| Exercise requirements |
Copy the data exactly.

| Data extract |
--- START ---
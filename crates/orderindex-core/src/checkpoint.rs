//! Checkpoint manager: persists how far a source has been applied.
//!
//! A checkpoint is the last block whose events have *all* been acknowledged
//! downstream. On restart the indexer resumes at `last_block + 1`, so a crash
//! between a write and the checkpoint save only re-delivers events, it never
//! skips them.

use std::collections::HashMap;
use std::sync::Mutex;

use async_trait::async_trait;
use serde::{Deserialize, Serialize};

use crate::context::CallContext;
use crate::error::IndexerError;
use crate::types::SourceKey;

/// A persisted checkpoint for one source.
#[derive(Debug, Clone, PartialEq, Eq, Serialize, Deserialize)]
pub struct Checkpoint {
    pub source_key: SourceKey,
    /// Last fully applied block.
    pub last_block: u64,
    /// Unix timestamp of when this checkpoint was saved.
    pub updated_at: i64,
}

impl Checkpoint {
    pub fn new(source_key: SourceKey, last_block: u64) -> Self {
        Self {
            source_key,
            last_block,
            updated_at: chrono::Utc::now().timestamp(),
        }
    }
}

/// Trait for storing and loading checkpoints.
///
/// Implementations include `MemoryCheckpointStore`, the collector client and
/// the SQLite store in `orderindex-storage`. A single writer must be able to
/// read back its own last save.
#[async_trait]
pub trait CheckpointStore: Send + Sync {
    /// Load the checkpoint for `key`, or `None` if it was never saved.
    async fn load(&self, key: &SourceKey) -> Result<Option<Checkpoint>, IndexerError>;

    /// Save (upsert) a checkpoint.
    async fn save(&self, checkpoint: Checkpoint) -> Result<(), IndexerError>;
}

/// Manages checkpoint reads/writes for one source.
///
/// Commits are monotonic: a value at or below the last committed block is
/// ignored.
pub struct CheckpointManager {
    store: std::sync::Arc<dyn CheckpointStore>,
    key: SourceKey,
    last: Option<u64>,
}

impl CheckpointManager {
    pub fn new(store: std::sync::Arc<dyn CheckpointStore>, key: SourceKey) -> Self {
        Self {
            store,
            key,
            last: None,
        }
    }

    pub fn key(&self) -> &SourceKey {
        &self.key
    }

    /// Last block known to be persisted by this manager.
    pub fn last(&self) -> Option<u64> {
        self.last
    }

    /// Load the stored checkpoint (returns `None` if none exists).
    pub async fn load(&mut self, cx: &CallContext) -> Result<Option<u64>, IndexerError> {
        let cp = cx.call(self.store.load(&self.key)).await?;
        self.last = cp.as_ref().map(|c| c.last_block);
        Ok(self.last)
    }

    /// Load the checkpoint, persisting `seed` first if the store is empty.
    pub async fn load_or_seed(
        &mut self,
        cx: &CallContext,
        seed: Option<u64>,
    ) -> Result<u64, IndexerError> {
        if let Some(block) = self.load(cx).await? {
            return Ok(block);
        }
        let Some(seed) = seed else {
            return Err(IndexerError::NoCheckpoint {
                source_key: self.key.to_string(),
            });
        };
        tracing::info!(source = %self.key, seed, "no checkpoint stored, seeding");
        cx.call(self.store.save(Checkpoint::new(self.key.clone(), seed)))
            .await?;
        self.last = Some(seed);
        Ok(seed)
    }

    /// Persist `block` if it is ahead of the last committed value.
    ///
    /// Returns `true` when a save actually happened.
    pub async fn commit(&mut self, cx: &CallContext, block: u64) -> Result<bool, IndexerError> {
        if self.last.is_some_and(|last| block <= last) {
            return Ok(false);
        }
        cx.call(self.store.save(Checkpoint::new(self.key.clone(), block)))
            .await?;
        self.last = Some(block);
        tracing::debug!(source = %self.key, block, "checkpoint committed");
        Ok(true)
    }
}

// ─── In-memory store (for testing) ────────────────────────────────────────────

/// In-memory checkpoint store for tests and dry runs.
#[derive(Default)]
pub struct MemoryCheckpointStore {
    data: Mutex<HashMap<SourceKey, Checkpoint>>,
}

impl MemoryCheckpointStore {
    pub fn new() -> Self {
        Self::default()
    }

    /// Store pre-populated with a checkpoint.
    pub fn with(checkpoint: Checkpoint) -> Self {
        let store = Self::default();
        store.insert(checkpoint);
        store
    }

    fn insert(&self, checkpoint: Checkpoint) {
        self.data
            .lock()
            .unwrap_or_else(|poisoned| poisoned.into_inner())
            .insert(checkpoint.source_key.clone(), checkpoint);
    }

    /// Synchronous peek, for inspection.
    pub fn get(&self, key: &SourceKey) -> Option<Checkpoint> {
        self.data
            .lock()
            .unwrap_or_else(|poisoned| poisoned.into_inner())
            .get(key)
            .cloned()
    }
}

#[async_trait]
impl CheckpointStore for MemoryCheckpointStore {
    async fn load(&self, key: &SourceKey) -> Result<Option<Checkpoint>, IndexerError> {
        Ok(self.get(key))
    }

    async fn save(&self, checkpoint: Checkpoint) -> Result<(), IndexerError> {
        self.insert(checkpoint);
        Ok(())
    }
}

#[cfg(test)]
mod tests {
    use std::sync::Arc;
    use std::time::Duration;

    use tokio_util::sync::CancellationToken;

    use super::*;

    fn cx() -> CallContext {
        CallContext::new(CancellationToken::new(), Duration::from_secs(1))
    }

    fn key() -> SourceKey {
        SourceKey::new(97, "0x00000000000000000000000000000000000000aa")
    }

    #[tokio::test]
    async fn memory_store_roundtrip() {
        let store = Arc::new(MemoryCheckpointStore::new());
        let mut mgr = CheckpointManager::new(store.clone(), key());

        assert_eq!(mgr.load(&cx()).await.unwrap(), None);

        assert!(mgr.commit(&cx(), 1000).await.unwrap());
        let cp = store.get(&key()).unwrap();
        assert_eq!(cp.last_block, 1000);
        assert_eq!(cp.source_key, key());
        assert_eq!(mgr.load(&cx()).await.unwrap(), Some(1000));
    }

    #[tokio::test]
    async fn commit_is_monotonic() {
        let store = Arc::new(MemoryCheckpointStore::new());
        let mut mgr = CheckpointManager::new(store.clone(), key());

        mgr.commit(&cx(), 50).await.unwrap();
        assert!(!mgr.commit(&cx(), 50).await.unwrap());
        assert!(!mgr.commit(&cx(), 10).await.unwrap());
        assert_eq!(store.get(&key()).unwrap().last_block, 50);
        assert!(mgr.commit(&cx(), 51).await.unwrap());
        assert_eq!(mgr.last(), Some(51));
    }

    #[tokio::test]
    async fn seed_persists_immediately() {
        let store = Arc::new(MemoryCheckpointStore::new());
        let mut mgr = CheckpointManager::new(store.clone(), key());

        assert_eq!(mgr.load_or_seed(&cx(), Some(1000)).await.unwrap(), 1000);
        assert_eq!(store.get(&key()).unwrap().last_block, 1000);
    }

    #[tokio::test]
    async fn stored_checkpoint_beats_seed() {
        let store = Arc::new(MemoryCheckpointStore::with(Checkpoint::new(key(), 4242)));
        let mut mgr = CheckpointManager::new(store, key());
        assert_eq!(mgr.load_or_seed(&cx(), Some(1)).await.unwrap(), 4242);
    }

    #[tokio::test]
    async fn missing_seed_is_no_checkpoint() {
        let mut mgr = CheckpointManager::new(Arc::new(MemoryCheckpointStore::new()), key());
        let err = mgr.load_or_seed(&cx(), None).await.unwrap_err();
        assert!(matches!(err, IndexerError::NoCheckpoint { .. }));
        assert!(err.is_fatal());
    }
}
--- END ---
| Written solution |
filename crates/orderindex-core/src/checkpoint.rs
//! Checkpoint manager: persists how far a source has been applied.
//!
//! A checkpoint is the last block whose events have *all* been acknowledged
//! downstream. On restart the indexer resumes at `last_block + 1`, so a crash
//! between a write and the checkpoint save only re-delivers events, it never
//! skips them.

use std::collections::HashMap;
use std::sync::Mutex;

use async_trait::async_trait;
use serde::{Deserialize, Serialize};

use crate::context::CallContext;
use crate::error::IndexerError;
use crate::types::SourceKey;

/// A persisted checkpoint for one source.
#[derive(Debug, Clone, PartialEq, Eq, Serialize, Deserialize)]
pub struct Checkpoint {
    pub source_key: SourceKey,
    /// Last fully applied block.
    pub last_block: u64,
    /// Unix timestamp of when this checkpoint was saved.
    pub updated_at: i64,
}

impl Checkpoint {
    pub fn new(source_key: SourceKey, last_block: u64) -> Self {
        Self {
            source_key,
            last_block,
            updated_at: chrono::Utc::now().timestamp(),
        }
    }
}

/// Trait for storing and loading checkpoints.
///
/// Implementations include `MemoryCheckpointStore`, the collector client and
/// the SQLite store in `orderindex-storage`. A single writer must be able to
/// read back its own last save.
#[async_trait]
pub trait CheckpointStore: Send + Sync {
    /// Load the checkpoint for `key`, or `None` if it was never saved.
    async fn load(&self, key: &SourceKey) -> Result<Option<Checkpoint>, IndexerError>;

    /// Save (upsert) a checkpoint.
    async fn save(&self, checkpoint: Checkpoint) -> Result<(), IndexerError>;
}

/// Manages checkpoint reads/writes for one source.
///
/// Commits are monotonic: a value at or below the last committed block is
/// ignored.
pub struct CheckpointManager {
    store: std::sync::Arc<dyn CheckpointStore>,
    key: SourceKey,
    last: Option<u64>,
}

impl CheckpointManager {
    pub fn new(store: std::sync::Arc<dyn CheckpointStore>, key: SourceKey) -> Self {
        Self {
            store,
            key,
            last: None,
        }
    }

    pub fn key(&self) -> &SourceKey {
        &self.key
    }

    /// Last block known to be persisted by this manager.
    pub fn last(&self) -> Option<u64> {
        self.last
    }

    /// Load the stored checkpoint (returns `None` if none exists).
    pub async fn load(&mut self, cx: &CallContext) -> Result<Option<u64>, IndexerError> {
        let cp = cx.call(self.store.load(&self.key)).await?;
        self.last = cp.as_ref().map(|c| c.last_block);
        Ok(self.last)
    }

    /// Load the checkpoint, persisting `seed` first if the store is empty.
    pub async fn load_or_seed(
        &mut self,
        cx: &CallContext,
        seed: Option<u64>,
    ) -> Result<u64, IndexerError> {
        if let Some(block) = self.load(cx).await? {
            return Ok(block);
        }
        let Some(seed) = seed else {
            return Err(IndexerError::NoCheckpoint {
                source_key: self.key.to_string(),
            });
        };
        tracing::info!(source = %self.key, seed, "no checkpoint stored, seeding");
        cx.call(self.store.save(Checkpoint::new(self.key.clone(), seed)))
            .await?;
        self.last = Some(seed);
        Ok(seed)
    }

    /// Persist `block` if it is ahead of the last committed value.
    ///
    /// Returns `true` when a save actually happened.
    pub async fn commit(&mut self, cx: &CallContext, block: u64) -> Result<bool, IndexerError> {
        if self.last.is_some_and(|last| block <= last) {
            return Ok(false);
        }
        cx.call(self.store.save(Checkpoint::new(self.key.clone(), block)))
            .await?;
        self.last = Some(block);
        tracing::debug!(source = %self.key, block, "checkpoint committed");
        Ok(true)
    }
}

// ─── In-memory store (for testing) ────────────────────────────────────────────

/// In-memory checkpoint store for tests and dry runs.
#[derive(Default)]
pub struct MemoryCheckpointStore {
    data: Mutex<HashMap<SourceKey, Checkpoint>>,
}

impl MemoryCheckpointStore {
    pub fn new() -> Self {
        Self::default()
    }

    /// Store pre-populated with a checkpoint.
    pub fn with(checkpoint: Checkpoint) -> Self {
        let store = Self::default();
        store.insert(checkpoint);
        store
    }

    fn insert(&self, checkpoint: Checkpoint) {
        self.data
            .lock()
            .unwrap_or_else(|poisoned| poisoned.into_inner())
            .insert(checkpoint.source_key.clone(), checkpoint);
    }

    /// Synchronous peek, for inspection.
    pub fn get(&self, key: &SourceKey) -> Option<Checkpoint> {
        self.data
            .lock()
            .unwrap_or_else(|poisoned| poisoned.into_inner())
            .get(key)
            .cloned()
    }
}

#[async_trait]
impl CheckpointStore for MemoryCheckpointStore {
    async fn load(&self, key: &SourceKey) -> Result<Option<Checkpoint>, IndexerError> {
        Ok(self.get(key))
    }

    async fn save(&self, checkpoint: Checkpoint) -> Result<(), IndexerError> {
        self.insert(checkpoint);
        Ok(())
    }
}

#[cfg(test)]
mod tests {
    use std::sync::Arc;
    use std::time::Duration;

    use tokio_util::sync::CancellationToken;

    use super::*;

    fn cx() -> CallContext {
        CallContext::new(CancellationToken::new(), Duration::from_secs(1))
    }

    fn key() -> SourceKey {
        SourceKey::new(97, "0x00000000000000000000000000000000000000aa")
    }

    #[tokio::test]
    async fn memory_store_roundtrip() {
        let store = Arc::new(MemoryCheckpointStore::new());
        let mut mgr = CheckpointManager::new(store.clone(), key());

        assert_eq!(mgr.load(&cx()).await.unwrap(), None);

        assert!(mgr.commit(&cx(), 1000).await.unwrap());
        let cp = store.get(&key()).unwrap();
        assert_eq!(cp.last_block, 1000);
        assert_eq!(cp.source_key, key());
        assert_eq!(mgr.load(&cx()).await.unwrap(), Some(1000));
    }

    #[tokio::test]
    async fn commit_is_monotonic() {
        let store = Arc::new(MemoryCheckpointStore::new());
        let mut mgr = CheckpointManager::new(store.clone(), key());

        mgr.commit(&cx(), 50).await.unwrap();
        assert!(!mgr.commit(&cx(), 50).await.unwrap());
        assert!(!mgr.commit(&cx(), 10).await.unwrap());
        assert_eq!(store.get(&key()).unwrap().last_block, 50);
        assert!(mgr.commit(&cx(), 51).await.unwrap());
        assert_eq!(mgr.last(), Some(51));
    }

    #[tokio::test]
    async fn seed_persists_immediately() {
        let store = Arc::new(MemoryCheckpointStore::new());
        let mut mgr = CheckpointManager::new(store.clone(), key());

        assert_eq!(mgr.load_or_seed(&cx(), Some(1000)).await.unwrap(), 1000);
        assert_eq!(store.get(&key()).unwrap().last_block, 1000);
    }

    #[tokio::test]
    async fn stored_checkpoint_beats_seed() {
        let store = Arc::new(MemoryCheckpointStore::with(Checkpoint::new(key(), 4242)));
        let mut mgr = CheckpointManager::new(store, key());
        assert_eq!(mgr.load_or_seed(&cx(), Some(1)).await.unwrap(), 4242);
    }

    #[tokio::test]
    async fn missing_seed_is_no_checkpoint() {
        let mut mgr = CheckpointManager::new(Arc::new(MemoryCheckpointStore::new()), key());
        let err = mgr.load_or_seed(&cx(), None).await.unwrap_err();
        assert!(matches!(err, IndexerError::NoCheckpoint { .. }));
        assert!(err.is_fatal());
    }
}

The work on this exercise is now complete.